En un evento que ha captado la atención de los medios internacionales, elementos de la policía encapsularon a una jueza e impidieron que trabajadores del Poder Judicial se manifestaran en uno de los accesos del Gran Premio de México.
Este acto de represión tuvo lugar en el contexto del evento de Fórmula 1, que atrae a miles de espectadores y es seguido globalmente. Los trabajadores del Poder Judicial buscaban aprovechar los reflectores internacionales del evento para alzar la voz y alertar sobre los peligros que representa la reforma judicial propuesta recientemente.
La presencia policial y el encapsulamiento de la jueza impidieron que los manifestantes llegaran a su objetivo, generando críticas sobre la falta de libertad de expresión y el derecho a la protesta. Los manifestantes expresaron su preocupación de que la reforma judicial pueda socavar la independencia del Poder Judicial y poner en riesgo la justicia en México.

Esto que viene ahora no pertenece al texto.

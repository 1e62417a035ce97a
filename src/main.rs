//! hr-import CLI - bulk employee/user import tool

use std::io;
use std::path::{Path, PathBuf};
use std::sync::Arc;

use anyhow::{Context, Result};
use clap::{Parser, Subcommand, ValueEnum};
use serde::Serialize;
use serde::de::DeserializeOwned;
use tracing_subscriber::EnvFilter;

use hr_import::config::ImportConfig;
use hr_import::error::RecordError;
use hr_import::import::import_from_path;
use hr_import::intake::{IntakeOptions, SheetSelection};
use hr_import::observability::TracingObserver;
use hr_import::pipeline::{DuplicatePolicy, ImportOptions, ImportSummary};
use hr_import::records::{Colaborator, Keyed, User};
use hr_import::schema::{ImportTarget, Schema};
use hr_import::store::{InMemoryStore, RecordStore};
use hr_import::template::write_template;
use hr_import::types::NormalizedRecord;

#[derive(Parser)]
#[command(name = "hr-import")]
#[command(author, version, about = "Bulk import of employee and user spreadsheets")]
struct Cli {
    #[command(subcommand)]
    command: Commands,
}

#[derive(Subcommand)]
enum Commands {
    /// Import a CSV, JSON or workbook file
    Import {
        /// What the file contains
        target: Target,

        /// Input file (csv, json, ndjson, xlsx, xls, ods)
        input: PathBuf,

        /// JSON file holding existing records; loaded before and saved after the import
        #[arg(long)]
        store: Option<PathBuf>,

        /// TOML configuration file
        #[arg(short, long)]
        config: Option<PathBuf>,

        /// List duplicate rows in the report instead of skipping them silently
        #[arg(long)]
        report_duplicates: bool,

        /// Workbook sheet to read (default: first sheet)
        #[arg(short, long)]
        sheet: Option<String>,
    },

    /// Write a blank CSV template with the expected headers
    Template {
        target: Target,

        /// Output file (default: stdout)
        #[arg(short, long)]
        output: Option<PathBuf>,
    },
}

#[derive(Clone, Copy, ValueEnum)]
enum Target {
    Colaborators,
    Users,
}

impl From<Target> for ImportTarget {
    fn from(t: Target) -> Self {
        match t {
            Target::Colaborators => ImportTarget::Colaborators,
            Target::Users => ImportTarget::Users,
        }
    }
}

fn main() -> Result<()> {
    tracing_subscriber::fmt()
        .with_env_filter(EnvFilter::try_from_default_env().unwrap_or_else(|_| EnvFilter::new("warn")))
        .with_writer(io::stderr)
        .init();

    let cli = Cli::parse();

    match cli.command {
        Commands::Import {
            target,
            input,
            store,
            config,
            report_duplicates,
            sheet,
        } => {
            let config = match config {
                Some(path) => ImportConfig::from_path(&path)
                    .with_context(|| format!("Failed to load config '{}'", path.display()))?,
                None => ImportConfig::default(),
            };
            let mut options = ImportOptions {
                observer: Some(Arc::new(TracingObserver)),
                ..config.to_options()
            };
            if report_duplicates {
                options.duplicate_policy = DuplicatePolicy::Report;
            }
            let intake = IntakeOptions {
                sheet_selection: sheet.map_or(SheetSelection::First, SheetSelection::Sheet),
                ..Default::default()
            };

            let target = ImportTarget::from(target);
            let schema = target.schema(&config.catalogs);
            let summary = match target {
                ImportTarget::Colaborators => {
                    import_into::<Colaborator>(&schema, &input, store.as_deref(), &intake, &options)?
                }
                ImportTarget::Users => {
                    import_into::<User>(&schema, &input, store.as_deref(), &intake, &options)?
                }
            };
            print_summary(&summary);
            Ok(())
        }
        Commands::Template { target, output } => {
            let schema = ImportTarget::from(target).schema(&ImportConfig::default().catalogs);
            match output {
                Some(path) => {
                    let file = std::fs::File::create(&path)
                        .with_context(|| format!("Failed to create '{}'", path.display()))?;
                    write_template(&schema, file)?;
                }
                None => write_template(&schema, io::stdout().lock())?,
            }
            Ok(())
        }
    }
}

fn import_into<R>(
    schema: &Schema,
    input: &Path,
    store_path: Option<&Path>,
    intake: &IntakeOptions,
    options: &ImportOptions,
) -> Result<ImportSummary>
where
    R: Keyed + Serialize + DeserializeOwned,
    R: for<'r> TryFrom<&'r NormalizedRecord, Error = RecordError>,
{
    let mut store: InMemoryStore<R> = match store_path {
        Some(path) => InMemoryStore::load_json(path, &schema.unique_keys)
            .with_context(|| format!("Failed to load store '{}'", path.display()))?,
        None => InMemoryStore::new(&schema.unique_keys),
    };
    let before = store.len();

    let summary = import_from_path(input, schema, &mut store, intake, options)
        .with_context(|| format!("Failed to import '{}'", input.display()))?;

    if let Some(path) = store_path {
        store
            .save_json(path)
            .with_context(|| format!("Failed to save store '{}'", path.display()))?;
        tracing::info!(before, after = store.len(), store = %path.display(), "store saved");
    }
    Ok(summary)
}

fn print_summary(summary: &ImportSummary) {
    println!("{summary}");
    for entry in &summary.report.entries {
        println!("  {entry}");
    }
}
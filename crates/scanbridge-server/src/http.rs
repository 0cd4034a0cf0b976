// SPDX-License-Identifier: MIT
//
// Minimal HTTP/1.1 framing -- just enough parsing to serve the scan
// hand-off API without a full web framework.
//
// Requests are read incrementally: headers up to the blank line, then
// exactly Content-Length body bytes, with a hard cap on total request
// size to bound memory against misbehaving clients.

use serde::Serialize;
use tokio::io::{AsyncRead, AsyncReadExt};

use scanbridge_core::error::{Result, ScanbridgeError};

/// Separator between HTTP headers and body.
const HEADER_TERMINATOR: &[u8] = b"\r\n\r\n";

/// A parsed incoming HTTP request.
#[derive(Debug)]
pub struct HttpRequest {
    pub method: String,
    pub path: String,
    pub body: Vec<u8>,
}

impl HttpRequest {
    /// Deserialize the body as JSON.
    pub fn json<'a, T: serde::Deserialize<'a>>(&'a self) -> Result<T> {
        serde_json::from_slice(&self.body)
            .map_err(|e| ScanbridgeError::InvalidRequest(format!("malformed JSON body: {e}")))
    }
}

/// An outgoing HTTP response.
#[derive(Debug)]
pub struct HttpResponse {
    pub status: u16,
    content_type: &'static str,
    body: Vec<u8>,
}

impl HttpResponse {
    /// JSON response with the given status code.
    pub fn json<T: Serialize>(status: u16, value: &T) -> Self {
        Self {
            status,
            content_type: "application/json",
            // Serialization of our plain response structs cannot fail.
            body: serde_json::to_vec(value).unwrap_or_else(|_| b"{}".to_vec()),
        }
    }

    /// Binary PDF response.
    pub fn pdf(body: Vec<u8>) -> Self {
        Self {
            status: 200,
            content_type: "application/pdf",
            body,
        }
    }

    /// Serialise into wire bytes, headers included.
    pub fn into_bytes(self) -> Vec<u8> {
        let head = format!(
            "HTTP/1.1 {} {}\r\n\
             Content-Type: {}\r\n\
             Content-Length: {}\r\n\
             Connection: close\r\n\
             \r\n",
            self.status,
            reason_phrase(self.status),
            self.content_type,
            self.body.len()
        );

        let mut bytes = head.into_bytes();
        bytes.extend_from_slice(&self.body);
        bytes
    }
}

/// Reason phrase for the status codes this server emits.
fn reason_phrase(status: u16) -> &'static str {
    match status {
        200 => "OK",
        201 => "Created",
        400 => "Bad Request",
        404 => "Not Found",
        405 => "Method Not Allowed",
        413 => "Payload Too Large",
        429 => "Too Many Requests",
        _ => "Internal Server Error",
    }
}

/// Read one HTTP request from the stream.
///
/// Returns `Ok(None)` if the peer closed the connection without sending
/// anything. Oversized requests are rejected before the body is buffered
/// in full.
pub async fn read_request<R>(stream: &mut R, max_bytes: usize) -> Result<Option<HttpRequest>>
where
    R: AsyncRead + Unpin,
{
    let mut buf: Vec<u8> = Vec::with_capacity(8192);
    let mut chunk = [0u8; 4096];

    // Read until the header terminator shows up.
    let header_end = loop {
        if let Some(pos) = find_subsequence(&buf, HEADER_TERMINATOR) {
            break pos;
        }
        if buf.len() > max_bytes {
            return Err(ScanbridgeError::InvalidRequest(format!(
                "request headers exceed {max_bytes} bytes"
            )));
        }

        let n = stream
            .read(&mut chunk)
            .await
            .map_err(|e| ScanbridgeError::Server(format!("read request: {e}")))?;
        if n == 0 {
            if buf.is_empty() {
                return Ok(None);
            }
            return Err(ScanbridgeError::InvalidRequest(
                "connection closed mid-headers".into(),
            ));
        }
        buf.extend_from_slice(&chunk[..n]);
    };

    let (method, path, content_length) = parse_request_head(&buf[..header_end])?;

    let body_start = header_end + HEADER_TERMINATOR.len();
    let content_length = content_length.unwrap_or(0);
    // Content-Length is attacker-controlled; saturate rather than trust
    // the sum not to wrap.
    if content_length.saturating_add(body_start) > max_bytes {
        return Err(ScanbridgeError::InvalidRequest(format!(
            "request body exceeds {max_bytes} bytes"
        )));
    }

    // Read the remainder of the body, if any.
    let mut body = buf.split_off(body_start);
    while body.len() < content_length {
        let n = stream
            .read(&mut chunk)
            .await
            .map_err(|e| ScanbridgeError::Server(format!("read body: {e}")))?;
        if n == 0 {
            return Err(ScanbridgeError::InvalidRequest(
                "connection closed mid-body".into(),
            ));
        }
        body.extend_from_slice(&chunk[..n]);
    }
    body.truncate(content_length);

    Ok(Some(HttpRequest { method, path, body }))
}

/// Parse the request line and headers, returning method, path, and
/// Content-Length.
fn parse_request_head(head: &[u8]) -> Result<(String, String, Option<usize>)> {
    let text = std::str::from_utf8(head)
        .map_err(|_| ScanbridgeError::InvalidRequest("non-UTF-8 request head".into()))?;

    let mut lines = text.lines();
    let request_line = lines
        .next()
        .ok_or_else(|| ScanbridgeError::InvalidRequest("empty request".into()))?;

    let mut parts = request_line.split_whitespace();
    let method = parts
        .next()
        .ok_or_else(|| ScanbridgeError::InvalidRequest("missing method".into()))?
        .to_ascii_uppercase();
    let path = parts
        .next()
        .ok_or_else(|| ScanbridgeError::InvalidRequest("missing request path".into()))?
        .to_string();

    let content_length = lines
        .filter_map(|line| line.split_once(':'))
        .find(|(name, _)| name.eq_ignore_ascii_case("content-length"))
        .and_then(|(_, value)| value.trim().parse::<usize>().ok());

    Ok((method, path, content_length))
}

/// Find the first occurrence of `needle` in `haystack`.
fn find_subsequence(haystack: &[u8], needle: &[u8]) -> Option<usize> {
    haystack
        .windows(needle.len())
        .position(|window| window == needle)
}
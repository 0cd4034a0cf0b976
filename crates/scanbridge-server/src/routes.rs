// SPDX-License-Identifier: MIT
//
// Route dispatch -- maps the hand-off API surface onto the session manager.
//
//   POST   /api/scan/sessions                        create session
//   GET    /api/scan/sessions/{id}                   poll session state
//   DELETE /api/scan/sessions/{id}                   finish session
//   POST   /api/scan/sessions/{id}/images            append captured image
//   DELETE /api/scan/sessions/{id}/images/{index}    remove image by index
//   POST   /api/scan/sessions/{id}/pdf               assemble session to PDF
//
// The transport performs request parsing and id validation; everything
// else is delegated to the store. A malformed session id is reported as
// not-found, the same way an expired or mistyped one is.

use std::sync::Arc;

use serde::{Deserialize, Serialize};
use tracing::{debug, warn};

use scanbridge_core::error::ScanbridgeError;
use scanbridge_core::types::SessionId;
use scanbridge_document::PdfAssembler;
use scanbridge_session::SessionStore;

use crate::http::{HttpRequest, HttpResponse};

/// State shared across all connection-handling tasks.
#[derive(Clone)]
pub struct AppState {
    pub store: Arc<SessionStore>,
}

impl AppState {
    pub fn new(store: Arc<SessionStore>) -> Self {
        Self { store }
    }
}

// -- Wire types ---------------------------------------------------------------

#[derive(Serialize)]
#[serde(rename_all = "camelCase")]
struct CreatedResponse {
    session_id: SessionId,
}

#[derive(Deserialize)]
struct AppendImageRequest {
    image: String,
}

#[derive(Serialize)]
#[serde(rename_all = "camelCase")]
struct MutationResponse {
    ok: bool,
    image_count: usize,
}

#[derive(Serialize)]
struct OkResponse {
    ok: bool,
}

#[derive(Serialize)]
struct ErrorResponse {
    error: String,
}

// -- Dispatch -----------------------------------------------------------------

/// Route a parsed request to the appropriate handler.
pub fn dispatch(request: &HttpRequest, state: &AppState) -> HttpResponse {
    let segments: Vec<&str> = request.path.split('/').filter(|s| !s.is_empty()).collect();

    match segments.as_slice() {
        ["api", "scan", "sessions"] => match request.method.as_str() {
            "POST" => create_session(state),
            _ => method_not_allowed(&request.method),
        },
        ["api", "scan", "sessions", id] => match request.method.as_str() {
            "GET" => get_session(state, id),
            "DELETE" => close_session(state, id),
            _ => method_not_allowed(&request.method),
        },
        ["api", "scan", "sessions", id, "images"] => match request.method.as_str() {
            "POST" => append_image(state, id, request),
            _ => method_not_allowed(&request.method),
        },
        ["api", "scan", "sessions", id, "images", index] => match request.method.as_str() {
            "DELETE" => remove_image(state, id, index),
            _ => method_not_allowed(&request.method),
        },
        ["api", "scan", "sessions", id, "pdf"] => match request.method.as_str() {
            "POST" => assemble_pdf(state, id),
            _ => method_not_allowed(&request.method),
        },
        _ => {
            debug!(path = %request.path, "unknown route");
            HttpResponse::json(
                404,
                &ErrorResponse {
                    error: "no such endpoint".into(),
                },
            )
        }
    }
}

// -- Handlers -----------------------------------------------------------------

fn create_session(state: &AppState) -> HttpResponse {
    match state.store.create() {
        Ok(session_id) => HttpResponse::json(201, &CreatedResponse { session_id }),
        Err(err) => error_response(err),
    }
}

fn get_session(state: &AppState, raw_id: &str) -> HttpResponse {
    let Some(id) = SessionId::parse(raw_id) else {
        return not_found(raw_id);
    };

    match state.store.get(&id) {
        Ok(snapshot) => HttpResponse::json(200, &snapshot),
        Err(err) => error_response(err),
    }
}

fn close_session(state: &AppState, raw_id: &str) -> HttpResponse {
    // Closing is idempotent: finishing an already-gone session is fine.
    if let Some(id) = SessionId::parse(raw_id) {
        state.store.close(&id);
    }
    HttpResponse::json(200, &OkResponse { ok: true })
}

fn append_image(state: &AppState, raw_id: &str, request: &HttpRequest) -> HttpResponse {
    let Some(id) = SessionId::parse(raw_id) else {
        return not_found(raw_id);
    };

    let payload: AppendImageRequest = match request.json() {
        Ok(p) => p,
        Err(err) => return error_response(err),
    };

    match state.store.append_image(&id, payload.image) {
        Ok(image_count) => HttpResponse::json(
            200,
            &MutationResponse {
                ok: true,
                image_count,
            },
        ),
        Err(err) => error_response(err),
    }
}

fn remove_image(state: &AppState, raw_id: &str, raw_index: &str) -> HttpResponse {
    let Some(id) = SessionId::parse(raw_id) else {
        return not_found(raw_id);
    };

    let Ok(index) = raw_index.parse::<usize>() else {
        return error_response(ScanbridgeError::InvalidRequest(format!(
            "image index must be a non-negative integer, got {raw_index:?}"
        )));
    };

    match state.store.remove_image(&id, index) {
        Ok(image_count) => HttpResponse::json(
            200,
            &MutationResponse {
                ok: true,
                image_count,
            },
        ),
        Err(err) => error_response(err),
    }
}

fn assemble_pdf(state: &AppState, raw_id: &str) -> HttpResponse {
    let Some(id) = SessionId::parse(raw_id) else {
        return not_found(raw_id);
    };

    let snapshot = match state.store.get(&id) {
        Ok(s) => s,
        Err(err) => return error_response(err),
    };

    let mut assembler = PdfAssembler::a4();
    assembler.set_title("Scanned Document");
    match assembler.assemble(&snapshot.images) {
        Ok(pdf) => {
            debug!(session_id = %id, pages = snapshot.image_count, "session assembled to PDF");
            HttpResponse::pdf(pdf)
        }
        Err(err) => error_response(err),
    }
}

// -- Error mapping ------------------------------------------------------------

fn not_found(raw_id: &str) -> HttpResponse {
    debug!(raw_id, "session id unknown or malformed");
    HttpResponse::json(
        404,
        &ErrorResponse {
            error: "session not found".into(),
        },
    )
}

fn method_not_allowed(method: &str) -> HttpResponse {
    HttpResponse::json(
        405,
        &ErrorResponse {
            error: format!("method {method} not allowed here"),
        },
    )
}

/// Map manager errors onto HTTP status codes.
///
/// Not-found is the normal recoverable case; invalid input is a caller
/// error; hitting a limit asks the client to back off or finish up.
fn error_response(err: ScanbridgeError) -> HttpResponse {
    let status = match &err {
        ScanbridgeError::SessionNotFound(_) => 404,
        ScanbridgeError::EmptyImagePayload
        | ScanbridgeError::ImageIndexOutOfRange { .. }
        | ScanbridgeError::InvalidRequest(_)
        | ScanbridgeError::PdfError(_)
        | ScanbridgeError::ImageError(_) => 400,
        ScanbridgeError::SessionLimit(_) | ScanbridgeError::ImageLimit(_) => 429,
        _ => 500,
    };

    if status == 500 {
        warn!(error = %err, "internal error serving request");
    } else {
        debug!(status, error = %err, "request failed");
    }

    HttpResponse::json(
        status,
        &ErrorResponse {
            error: err.to_string(),
        },
    )
}

#[cfg(test)]
mod tests {
    use super::*;
    use std::time::Duration;

    fn test_state() -> AppState {
        AppState::new(Arc::new(SessionStore::with_timeout(Duration::from_secs(
            60,
        ))))
    }

    fn request(method: &str, path: &str, body: &[u8]) -> HttpRequest {
        HttpRequest {
            method: method.into(),
            path: path.into(),
            body: body.to_vec(),
        }
    }

    fn body_json(response: HttpResponse) -> serde_json::Value {
        let bytes = response.into_bytes();
        let split = bytes
            .windows(4)
            .position(|w| w == b"\r\n\r\n")
            .expect("header terminator");
        serde_json::from_slice(&bytes[split + 4..]).expect("json body")
    }

    fn create_session_id(state: &AppState) -> String {
        let response = dispatch(&request("POST", "/api/scan/sessions", b""), state);
        assert_eq!(response.status, 201);
        body_json(response)["sessionId"]
            .as_str()
            .expect("sessionId")
            .to_string()
    }

    #[test]
    fn create_then_get_returns_empty_session() {
        let state = test_state();
        let id = create_session_id(&state);

        let response = dispatch(&request("GET", &format!("/api/scan/sessions/{id}"), b""), &state);
        assert_eq!(response.status, 200);

        let json = body_json(response);
        assert_eq!(json["imageCount"], 0);
        assert_eq!(json["images"].as_array().expect("images").len(), 0);
    }

    #[test]
    fn append_and_remove_follow_capture_order() {
        let state = test_state();
        let id = create_session_id(&state);
        let base = format!("/api/scan/sessions/{id}");

        for payload in ["AAA", "BBB"] {
            let body = format!("{{\"image\":\"data:image/jpeg;base64,{payload}\"}}");
            let response = dispatch(
                &request("POST", &format!("{base}/images"), body.as_bytes()),
                &state,
            );
            assert_eq!(response.status, 200);
        }

        let response = dispatch(&request("DELETE", &format!("{base}/images/0"), b""), &state);
        assert_eq!(response.status, 200);
        assert_eq!(body_json(response)["imageCount"], 1);

        let json = body_json(dispatch(&request("GET", &base, b""), &state));
        assert_eq!(json["images"][0], "data:image/jpeg;base64,BBB");
    }

    #[test]
    fn unknown_session_is_404() {
        let state = test_state();
        let ghost = SessionId::new();

        let response = dispatch(
            &request("GET", &format!("/api/scan/sessions/{ghost}"), b""),
            &state,
        );
        assert_eq!(response.status, 404);
    }

    #[test]
    fn malformed_session_id_is_404() {
        let state = test_state();
        let response = dispatch(
            &request("GET", "/api/scan/sessions/not-a-real-id", b""),
            &state,
        );
        assert_eq!(response.status, 404);
    }

    #[test]
    fn empty_image_payload_is_400() {
        let state = test_state();
        let id = create_session_id(&state);

        let response = dispatch(
            &request(
                "POST",
                &format!("/api/scan/sessions/{id}/images"),
                b"{\"image\":\"\"}",
            ),
            &state,
        );
        assert_eq!(response.status, 400);
    }

    #[test]
    fn non_numeric_index_is_400() {
        let state = test_state();
        let id = create_session_id(&state);

        let response = dispatch(
            &request(
                "DELETE",
                &format!("/api/scan/sessions/{id}/images/first"),
                b"",
            ),
            &state,
        );
        assert_eq!(response.status, 400);
    }

    #[test]
    fn out_of_range_index_is_400_and_harmless() {
        let state = test_state();
        let id = create_session_id(&state);

        let response = dispatch(
            &request("DELETE", &format!("/api/scan/sessions/{id}/images/5"), b""),
            &state,
        );
        assert_eq!(response.status, 400);

        let json = body_json(dispatch(
            &request("GET", &format!("/api/scan/sessions/{id}"), b""),
            &state,
        ));
        assert_eq!(json["imageCount"], 0);
    }

    #[test]
    fn close_is_idempotent_and_terminal() {
        let state = test_state();
        let id = create_session_id(&state);
        let path = format!("/api/scan/sessions/{id}");

        assert_eq!(dispatch(&request("DELETE", &path, b""), &state).status, 200);
        assert_eq!(dispatch(&request("DELETE", &path, b""), &state).status, 200);
        assert_eq!(dispatch(&request("GET", &path, b""), &state).status, 404);
    }

    #[test]
    fn wrong_method_is_405_and_unknown_route_404() {
        let state = test_state();
        assert_eq!(
            dispatch(&request("PUT", "/api/scan/sessions", b""), &state).status,
            405
        );
        assert_eq!(
            dispatch(&request("GET", "/api/other/thing", b""), &state).status,
            404
        );
    }

    #[test]
    fn session_cap_maps_to_429() {
        use scanbridge_session::store::StoreLimits;

        let state = AppState::new(Arc::new(SessionStore::new(
            Duration::from_secs(60),
            StoreLimits {
                max_sessions: 1,
                max_images_per_session: 10,
            },
        )));

        create_session_id(&state);
        let response = dispatch(&request("POST", "/api/scan/sessions", b""), &state);
        assert_eq!(response.status, 429);
    }

    #[test]
    fn finalising_a_session_yields_a_pdf() {
        use base64::Engine;

        let state = test_state();
        let id = create_session_id(&state);

        // One real PNG capture.
        let img = image::RgbImage::from_pixel(4, 4, image::Rgb([10, 20, 30]));
        let mut png = Vec::new();
        img.write_to(&mut std::io::Cursor::new(&mut png), image::ImageFormat::Png)
            .expect("encode png");
        let payload = format!(
            "data:image/png;base64,{}",
            base64::engine::general_purpose::STANDARD.encode(png)
        );

        let body = format!("{{\"image\":{}}}", serde_json::to_string(&payload).unwrap());
        let response = dispatch(
            &request(
                "POST",
                &format!("/api/scan/sessions/{id}/images"),
                body.as_bytes(),
            ),
            &state,
        );
        assert_eq!(response.status, 200);

        let response = dispatch(
            &request("POST", &format!("/api/scan/sessions/{id}/pdf"), b""),
            &state,
        );
        assert_eq!(response.status, 200);

        let bytes = response.into_bytes();
        let split = bytes
            .windows(4)
            .position(|w| w == b"\r\n\r\n")
            .expect("terminator");
        assert!(bytes[split + 4..].starts_with(b"%PDF"));
    }

    #[test]
    fn finalising_an_empty_session_is_400() {
        let state = test_state();
        let id = create_session_id(&state);

        let response = dispatch(
            &request("POST", &format!("/api/scan/sessions/{id}/pdf"), b""),
            &state,
        );
        assert_eq!(response.status, 400);
    }
}
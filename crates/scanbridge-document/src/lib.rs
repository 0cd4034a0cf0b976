// SPDX-License-Identifier: MIT
//
// scanbridge-document -- Document production for the Scanbridge hand-off
// server.
//
// Provides the PDF-producing collaborator the scan session manager hands
// its finalised image set to (ordered images in, one PDF out), plus thin
// utility operations on existing PDFs (merge, split, page numbering). PDF
// parsing and encoding semantics are delegated to `lopdf`/`printpdf`
// throughout.

pub mod assemble;
pub mod ops;
pub mod payload;

pub use assemble::{PageSize, PdfAssembler};
pub use ops::PdfOps;
pub use payload::decode_image_payload;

Este incidente ha añadido una capa de tensión al Gran Premio de México, que suele ser una celebración del deporte y la velocidad. La comunidad internacional y los espectadores del evento han sido testigos de esta confrontación, subrayando la gravedad de la situación política y judicial en el país.
Los organizadores del Gran Premio no han emitido comentarios sobre el incidente, mientras que los trabajadores del Poder Judicial y sus simpatizantes han prometido continuar su lucha por la independencia y la justicia en México, pese a los obstáculos que enfrentan.